Chinese Yuan Steady as National People’s Congress Falls Short of Expectations
The Chinese yuan remained relatively unchanged on Tuesday, with declines in the currency curbed by a robust midpoint fix set by the People’s Bank of China.
Sentiment towards China saw minimal improvement after Beijing announced a 5% GDP target for 2024, mirroring the figure from 2023. However, with a reduced fiscal deficit target for the year, investors questioned the achievability of the target, particularly as the economy no longer benefits from a lower base for comparison due to the COVID-19 pandemic.
Despite promises of additional stimulus measures to bolster growth, the lack of clarity surrounding these proposals dampened investor enthusiasm. Additionally, a private survey indicating a slowdown in China’s services sector growth in February added to ongoing economic challenges for the country.
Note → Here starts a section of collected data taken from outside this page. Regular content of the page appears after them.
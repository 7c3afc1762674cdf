//! Hierarchical task orchestration engine: node-status dispatch, agent
//! selection, HITL review, deadlock detection, and recovery, all driving a
//! `taskgraph_core::TaskGraph` to completion.

pub mod blueprint;
pub mod config;
pub mod context_builder;
pub mod deadlock;
pub mod error;
pub mod execution;
pub mod hitl;
pub mod node_processor;
pub mod recovery;
pub mod version;

pub use blueprint::{AgentBlueprint, AgentRegistry};
pub use config::OrchestratorConfig;
pub use context_builder::{ContextBuilder, NodeContext};
pub use deadlock::{DeadlockDetector, DeadlockReport};
pub use error::{OrchestratorError, Result};
pub use execution::{ExecutionOrchestrator, ExecutionOutcome, ExecutionStats};
pub use hitl::{Checkpoint, HitlService, ReviewRequest, ReviewResult};
pub use node_processor::NodeProcessor;
pub use recovery::RecoveryManager;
Other Asian currencies reacted negatively to developments in China, given its significant economic influence in the region.
The Australian dollar, which is heavily exposed to Chinese trade, dipped by 0.1%, despite data showing an improvement in the country’s current account in the fourth quarter. This improvement suggests a potential upturn in fourth-quarter GDP data, scheduled for release on Wednesday.
The Singapore dollar and South Korean won experienced declines, while the Indian rupee maintained stability.
The Japanese yen hovered near a four-month low, despite data revealing that inflation in Tokyo rebounded as anticipated in February. Persistent inflationary pressures provide the Bank of Japan with added incentive to raise interest rates from ultra-low levels.
Dollar Holds Steady Ahead of Powell Testimony and Payrolls Data
The dollar index and dollar index futures steadied in Asian trading on Tuesday, following recent volatility in the markets.
While recent data indicated some resilience in U.S. inflation, traders have largely maintained their expectations for a Fed interest rate cut in June.
However, this sentiment is expected to face significant challenges this week, with Fed Chair Jerome Powell’s two-day testimony, during which analysts anticipate him to uphold his hawkish stance.
Following Powell’s testimony, key nonfarm payrolls data is scheduled for release on Friday, which is anticipated to provide further insights into the labor market.